WORK TASK:
Within the material below, how many lines contain the word "IdentityStatus"? Give that number only.

DATA:
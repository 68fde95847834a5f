//! Identity and credential types

use crate::quota::{QuotaLimit, QuotaWindow};
use chrono::{DateTime, Utc};
use serde::{Deserialize, Serialize};
use sha2::{Digest, Sha256};
use std::fmt;
use uuid::Uuid;

/// Identifier for identities, credentials and facts (UUIDv7, time-sortable).
pub type EntityId = Uuid;

/// Timestamp type using UTC timezone.
pub type Timestamp = DateTime<Utc>;

/// Generate a new UUIDv7 EntityId.
pub fn new_entity_id() -> EntityId {
    Uuid::now_v7()
}

/// SHA-256 hex digest of a credential secret.
///
/// Stores only ever see this digest; presented material is hashed before
/// lookup.
pub fn hash_secret(secret: &str) -> String {
    let mut hasher = Sha256::new();
    hasher.update(secret.as_bytes());
    hex::encode(hasher.finalize())
}

// ============================================================================
// PLAN TIERS
// ============================================================================

/// Subscription plan. Ordered: basic < premium < platinum.
#[derive(Debug, Clone, Copy, PartialEq, Eq, PartialOrd, Ord, Hash, Serialize, Deserialize)]
#[serde(rename_all = "snake_case")]
pub enum PlanTier {
    Basic,
    Premium,
    Platinum,
}

impl PlanTier {
    /// Default request-rate limit per request window.
    pub fn request_rate_limit(&self) -> QuotaLimit {
        match self {
            Self::Basic => QuotaLimit::Limited(100),
            Self::Premium => QuotaLimit::Limited(1_000),
            Self::Platinum => QuotaLimit::Unlimited,
        }
    }

    /// Default monthly request quota.
    pub fn monthly_quota(&self) -> QuotaLimit {
        match self {
            Self::Basic => QuotaLimit::Limited(10_000),
            Self::Premium => QuotaLimit::Limited(250_000),
            Self::Platinum => QuotaLimit::Unlimited,
        }
    }

    pub fn as_str(&self) -> &'static str {
        match self {
            Self::Basic => "basic",
            Self::Premium => "premium",
            Self::Platinum => "platinum",
        }
    }
}

impl fmt::Display for PlanTier {
    fn fmt(&self, f: &mut fmt::Formatter<'_>) -> fmt::Result {
        f.write_str(self.as_str())
    }
}

// ============================================================================
// STATUS ENUMS
// ============================================================================

#[derive(Debug, Clone, Copy, PartialEq, Eq, Hash, Serialize, Deserialize)]
#[serde(rename_all = "snake_case")]
pub enum IdentityStatus {
    Active,
    Suspended,
    Locked,
}

impl IdentityStatus {
    pub fn is_active(&self) -> bool {
        matches!(self, Self::Active)
    }

    pub fn as_str(&self) -> &'static str {
        match self {
            Self::Active => "active",
            Self::Suspended => "suspended",
            Self::Locked => "locked",
        }
    }
}

impl fmt::Display for IdentityStatus {
    fn fmt(&self, f: &mut fmt::Formatter<'_>) -> fmt::Result {
        f.write_str(self.as_str())
    }
}

#[derive(Debug, Clone, Copy, PartialEq, Eq, Hash, Serialize, Deserialize)]
#[serde(rename_all = "snake_case")]
pub enum CredentialStatus {
    Active,
    Suspended,
    Revoked,
}

impl CredentialStatus {
    pub fn is_active(&self) -> bool {
        matches!(self, Self::Active)
    }

    pub fn as_str(&self) -> &'static str {
        match self {
            Self::Active => "active",
            Self::Suspended => "suspended",
            Self::Revoked => "revoked",
        }
    }
}

impl fmt::Display for CredentialStatus {
    fn fmt(&self, f: &mut fmt::Formatter<'_>) -> fmt::Result {
        f.write_str(self.as_str())
    }
}

/// How a credential is presented.
#[derive(Debug, Clone, Copy, PartialEq, Eq, Hash, Serialize, Deserialize)]
#[serde(rename_all = "snake_case")]
pub enum CredentialKind {
    ApiKey,
    SessionToken,
}

impl fmt::Display for CredentialKind {
    fn fmt(&self, f: &mut fmt::Formatter<'_>) -> fmt::Result {
        match self {
            Self::ApiKey => f.write_str("api_key"),
            Self::SessionToken => f.write_str("session_token"),
        }
    }
}

// ============================================================================
// IDENTITY
// ============================================================================

/// The authenticated account behind a request.
#[derive(Debug, Clone, PartialEq, Serialize, Deserialize)]
pub struct Identity {
    pub id: EntityId,
    pub plan: PlanTier,
    pub status: IdentityStatus,
    /// Calendar-month usage counter; limit is the plan quota unless overridden.
    pub monthly: QuotaWindow,
    /// Capability strings granted to this identity.
    pub features: Vec<String>,
    pub created_at: Timestamp,
}

impl Identity {
    /// New active identity on `plan` with the plan's monthly quota.
    pub fn new(plan: PlanTier, now: Timestamp) -> Self {
        Self {
            id: new_entity_id(),
            plan,
            status: IdentityStatus::Active,
            monthly: QuotaWindow::monthly(plan.monthly_quota(), now),
            features: Vec::new(),
            created_at: now,
        }
    }

    pub fn has_feature(&self, feature: &str) -> bool {
        self.features.iter().any(|f| f == feature)
    }

    pub fn with_feature(mut self, feature: impl Into<String>) -> Self {
        self.features.push(feature.into());
        self
    }
}

// ============================================================================
// CREDENTIAL
// ============================================================================

/// One entry in a credential's most-popular-endpoints list.
#[derive(Debug, Clone, PartialEq, Eq, Serialize, Deserialize)]
pub struct EndpointHit {
    pub endpoint: String,
    pub hits: u64,
}

/// Usage counters kept on each credential.
#[derive(Debug, Clone, PartialEq, Serialize, Deserialize)]
pub struct CredentialUsage {
    pub total_requests: u64,
    pub monthly: QuotaWindow,
    pub error_count: u64,
    pub avg_response_ms: f64,
    pub last_used_at: Option<Timestamp>,
    /// Sorted by hits, descending; bounded by the recorder.
    pub popular_endpoints: Vec<EndpointHit>,
}

impl CredentialUsage {
    pub fn new(monthly_limit: QuotaLimit, now: Timestamp) -> Self {
        Self {
            total_requests: 0,
            monthly: QuotaWindow::monthly(monthly_limit, now),
            error_count: 0,
            avg_response_ms: 0.0,
            last_used_at: None,
            popular_endpoints: Vec::new(),
        }
    }

    /// Count one hit for `endpoint`, keeping at most `max_entries` entries.
    ///
    /// When the list is full and `endpoint` is new, the least-hit entry is
    /// evicted to make room.
    pub fn record_endpoint(&mut self, endpoint: &str, max_entries: usize) {
        if max_entries == 0 {
            return;
        }
        if let Some(hit) = self
            .popular_endpoints
            .iter_mut()
            .find(|hit| hit.endpoint == endpoint)
        {
            hit.hits += 1;
        } else {
            if self.popular_endpoints.len() >= max_entries {
                self.popular_endpoints
                    .sort_by(|a, b| b.hits.cmp(&a.hits));
                self.popular_endpoints.truncate(max_entries - 1);
            }
            self.popular_endpoints.push(EndpointHit {
                endpoint: endpoint.to_string(),
                hits: 1,
            });
        }
        self.popular_endpoints.sort_by(|a, b| b.hits.cmp(&a.hits));
    }
}

/// A bearer secret bound to exactly one identity.
#[derive(Debug, Clone, PartialEq, Serialize, Deserialize)]
pub struct Credential {
    pub id: EntityId,
    pub identity_id: EntityId,
    pub kind: CredentialKind,
    /// SHA-256 hex digest of the secret, see [`hash_secret`].
    pub secret_hash: String,
    pub status: CredentialStatus,
    pub expires_at: Option<Timestamp>,
    /// Allowed IPs or origins; empty means unrestricted.
    pub allowed_origins: Vec<String>,
    pub rate_limit_override: Option<QuotaLimit>,
    pub usage: CredentialUsage,
    pub created_at: Timestamp,
}

impl Credential {
    /// New active credential for `identity` whose secret is `secret`.
    pub fn new(identity: &Identity, kind: CredentialKind, secret: &str, now: Timestamp) -> Self {
        Self {
            id: new_entity_id(),
            identity_id: identity.id,
            kind,
            secret_hash: hash_secret(secret),
            status: CredentialStatus::Active,
            expires_at: None,
            allowed_origins: Vec::new(),
            rate_limit_override: None,
            usage: CredentialUsage::new(identity.monthly.limit, now),
            created_at: now,
        }
    }

    pub fn is_expired(&self, now: Timestamp) -> bool {
        self.expires_at.is_some_and(|expires_at| now >= expires_at)
    }

    /// Active and not expired.
    pub fn is_usable(&self, now: Timestamp) -> bool {
        self.status.is_active() && !self.is_expired(now)
    }

    pub fn is_restricted(&self) -> bool {
        !self.allowed_origins.is_empty()
    }
}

OUTPUT FOR THIS EXERCISE:
5